**Data for analysis**
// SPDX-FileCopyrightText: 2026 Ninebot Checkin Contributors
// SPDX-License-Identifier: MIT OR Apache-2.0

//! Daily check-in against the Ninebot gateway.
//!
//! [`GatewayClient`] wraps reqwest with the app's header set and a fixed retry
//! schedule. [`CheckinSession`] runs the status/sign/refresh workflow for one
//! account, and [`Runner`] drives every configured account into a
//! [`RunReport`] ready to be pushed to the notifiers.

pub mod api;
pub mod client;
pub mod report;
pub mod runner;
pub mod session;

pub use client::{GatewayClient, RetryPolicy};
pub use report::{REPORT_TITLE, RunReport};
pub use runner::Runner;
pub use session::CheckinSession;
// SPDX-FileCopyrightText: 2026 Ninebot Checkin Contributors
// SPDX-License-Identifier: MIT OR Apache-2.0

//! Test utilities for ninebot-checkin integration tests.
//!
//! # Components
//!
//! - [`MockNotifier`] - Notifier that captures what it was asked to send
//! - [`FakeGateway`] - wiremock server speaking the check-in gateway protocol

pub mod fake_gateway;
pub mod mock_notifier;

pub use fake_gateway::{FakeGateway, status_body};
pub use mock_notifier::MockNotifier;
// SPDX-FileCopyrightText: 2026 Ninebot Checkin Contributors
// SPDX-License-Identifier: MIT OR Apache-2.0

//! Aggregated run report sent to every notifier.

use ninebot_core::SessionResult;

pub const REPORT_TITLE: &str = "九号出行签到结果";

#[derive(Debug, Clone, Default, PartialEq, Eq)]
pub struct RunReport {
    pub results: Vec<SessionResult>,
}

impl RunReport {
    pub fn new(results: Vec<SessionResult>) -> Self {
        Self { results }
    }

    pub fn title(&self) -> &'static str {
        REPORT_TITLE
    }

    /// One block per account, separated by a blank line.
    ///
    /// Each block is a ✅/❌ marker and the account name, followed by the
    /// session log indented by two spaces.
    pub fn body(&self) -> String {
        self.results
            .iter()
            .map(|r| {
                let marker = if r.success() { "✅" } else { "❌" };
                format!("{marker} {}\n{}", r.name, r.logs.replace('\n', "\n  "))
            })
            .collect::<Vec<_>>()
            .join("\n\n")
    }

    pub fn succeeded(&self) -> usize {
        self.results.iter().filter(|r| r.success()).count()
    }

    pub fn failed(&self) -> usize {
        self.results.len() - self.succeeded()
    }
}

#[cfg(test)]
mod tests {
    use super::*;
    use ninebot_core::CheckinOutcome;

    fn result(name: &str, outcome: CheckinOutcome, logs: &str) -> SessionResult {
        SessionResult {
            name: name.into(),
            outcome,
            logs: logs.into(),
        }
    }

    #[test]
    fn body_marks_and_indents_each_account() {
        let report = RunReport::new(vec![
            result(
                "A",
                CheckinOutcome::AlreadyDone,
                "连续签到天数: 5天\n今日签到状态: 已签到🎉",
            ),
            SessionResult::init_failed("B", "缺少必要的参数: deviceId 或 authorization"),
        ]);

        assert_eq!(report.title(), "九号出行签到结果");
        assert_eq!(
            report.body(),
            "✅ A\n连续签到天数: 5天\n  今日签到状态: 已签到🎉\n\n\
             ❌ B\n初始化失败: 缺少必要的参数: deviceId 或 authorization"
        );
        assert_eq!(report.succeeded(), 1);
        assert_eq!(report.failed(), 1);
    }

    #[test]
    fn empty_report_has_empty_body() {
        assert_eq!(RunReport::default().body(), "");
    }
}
==
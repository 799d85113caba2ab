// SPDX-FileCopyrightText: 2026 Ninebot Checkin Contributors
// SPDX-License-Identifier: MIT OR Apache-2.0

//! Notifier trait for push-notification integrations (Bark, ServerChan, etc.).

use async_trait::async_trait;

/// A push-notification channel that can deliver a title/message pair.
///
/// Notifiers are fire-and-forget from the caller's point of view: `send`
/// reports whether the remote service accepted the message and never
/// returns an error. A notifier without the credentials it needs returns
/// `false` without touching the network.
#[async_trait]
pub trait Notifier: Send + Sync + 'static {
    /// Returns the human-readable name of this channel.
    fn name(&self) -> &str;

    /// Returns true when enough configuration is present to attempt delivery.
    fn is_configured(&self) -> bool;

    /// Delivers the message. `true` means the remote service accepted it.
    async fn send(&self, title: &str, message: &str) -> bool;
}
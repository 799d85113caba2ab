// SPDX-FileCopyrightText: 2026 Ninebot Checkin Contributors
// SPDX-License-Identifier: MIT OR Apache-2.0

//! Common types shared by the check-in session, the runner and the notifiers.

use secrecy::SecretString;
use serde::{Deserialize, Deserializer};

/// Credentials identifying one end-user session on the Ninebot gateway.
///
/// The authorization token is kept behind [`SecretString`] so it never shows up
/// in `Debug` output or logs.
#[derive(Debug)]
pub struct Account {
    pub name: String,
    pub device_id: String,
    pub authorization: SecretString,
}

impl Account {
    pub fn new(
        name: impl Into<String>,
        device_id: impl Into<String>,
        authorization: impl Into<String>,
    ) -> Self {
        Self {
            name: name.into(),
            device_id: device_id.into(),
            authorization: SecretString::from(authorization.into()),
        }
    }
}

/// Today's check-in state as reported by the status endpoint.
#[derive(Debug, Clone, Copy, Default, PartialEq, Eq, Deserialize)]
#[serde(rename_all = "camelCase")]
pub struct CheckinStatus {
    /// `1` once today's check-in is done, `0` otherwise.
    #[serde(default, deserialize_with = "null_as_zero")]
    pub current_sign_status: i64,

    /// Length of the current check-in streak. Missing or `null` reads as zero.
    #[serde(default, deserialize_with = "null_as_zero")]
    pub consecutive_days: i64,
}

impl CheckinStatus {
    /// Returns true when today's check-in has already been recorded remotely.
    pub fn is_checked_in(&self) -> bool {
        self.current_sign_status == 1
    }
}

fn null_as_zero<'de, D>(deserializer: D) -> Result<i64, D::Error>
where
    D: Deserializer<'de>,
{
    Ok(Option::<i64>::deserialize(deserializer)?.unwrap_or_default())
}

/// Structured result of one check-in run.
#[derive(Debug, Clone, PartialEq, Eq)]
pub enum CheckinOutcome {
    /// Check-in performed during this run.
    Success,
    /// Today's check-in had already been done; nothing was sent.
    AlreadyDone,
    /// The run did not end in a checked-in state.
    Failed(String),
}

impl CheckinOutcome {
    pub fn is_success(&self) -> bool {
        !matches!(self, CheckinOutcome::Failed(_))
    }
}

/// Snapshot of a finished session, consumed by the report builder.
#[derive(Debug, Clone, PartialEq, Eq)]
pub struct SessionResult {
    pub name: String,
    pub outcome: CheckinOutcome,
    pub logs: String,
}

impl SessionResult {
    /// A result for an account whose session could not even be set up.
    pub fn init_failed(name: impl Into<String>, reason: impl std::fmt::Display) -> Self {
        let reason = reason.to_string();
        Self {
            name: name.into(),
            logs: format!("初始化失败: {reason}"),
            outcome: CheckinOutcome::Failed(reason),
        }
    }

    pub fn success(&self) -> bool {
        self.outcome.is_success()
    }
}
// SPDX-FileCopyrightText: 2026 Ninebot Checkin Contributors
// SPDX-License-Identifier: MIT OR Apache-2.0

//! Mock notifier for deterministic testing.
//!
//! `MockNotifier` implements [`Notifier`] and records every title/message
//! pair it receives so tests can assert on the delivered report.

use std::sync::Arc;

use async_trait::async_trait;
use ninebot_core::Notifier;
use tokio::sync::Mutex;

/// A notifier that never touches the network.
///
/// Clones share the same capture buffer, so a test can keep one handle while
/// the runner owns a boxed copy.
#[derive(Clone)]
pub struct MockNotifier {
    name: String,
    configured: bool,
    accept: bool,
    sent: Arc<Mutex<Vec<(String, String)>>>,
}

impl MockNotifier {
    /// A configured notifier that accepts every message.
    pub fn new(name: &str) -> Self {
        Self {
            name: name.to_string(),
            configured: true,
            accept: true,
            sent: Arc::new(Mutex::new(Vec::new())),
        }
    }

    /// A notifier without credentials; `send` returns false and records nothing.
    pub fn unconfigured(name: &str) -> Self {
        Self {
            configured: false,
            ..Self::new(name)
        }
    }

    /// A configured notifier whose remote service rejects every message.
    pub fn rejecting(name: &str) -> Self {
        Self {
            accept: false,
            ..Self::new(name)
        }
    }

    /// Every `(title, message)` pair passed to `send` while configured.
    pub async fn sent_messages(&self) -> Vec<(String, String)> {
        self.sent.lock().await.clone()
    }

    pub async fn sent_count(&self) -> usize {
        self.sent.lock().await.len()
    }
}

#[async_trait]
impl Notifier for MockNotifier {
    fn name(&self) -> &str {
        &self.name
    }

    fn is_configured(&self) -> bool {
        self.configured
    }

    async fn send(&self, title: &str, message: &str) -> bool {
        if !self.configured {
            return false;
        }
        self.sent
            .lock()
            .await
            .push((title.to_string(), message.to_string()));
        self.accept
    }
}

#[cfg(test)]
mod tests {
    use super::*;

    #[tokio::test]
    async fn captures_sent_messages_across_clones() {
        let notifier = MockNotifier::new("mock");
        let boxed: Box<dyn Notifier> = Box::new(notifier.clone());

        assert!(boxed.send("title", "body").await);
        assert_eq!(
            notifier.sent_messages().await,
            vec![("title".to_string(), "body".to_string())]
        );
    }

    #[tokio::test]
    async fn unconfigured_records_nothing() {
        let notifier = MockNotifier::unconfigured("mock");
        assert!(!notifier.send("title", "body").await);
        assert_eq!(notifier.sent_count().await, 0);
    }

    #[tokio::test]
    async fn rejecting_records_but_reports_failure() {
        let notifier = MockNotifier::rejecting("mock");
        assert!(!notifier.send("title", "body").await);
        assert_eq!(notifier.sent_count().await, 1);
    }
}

**What you are asked to do**
Check each line above for the word "static", and copy the lines where it appears.

**Task answer**
    pub fn title(&self) -> &'static str {
pub trait Notifier: Send + Sync + 'static {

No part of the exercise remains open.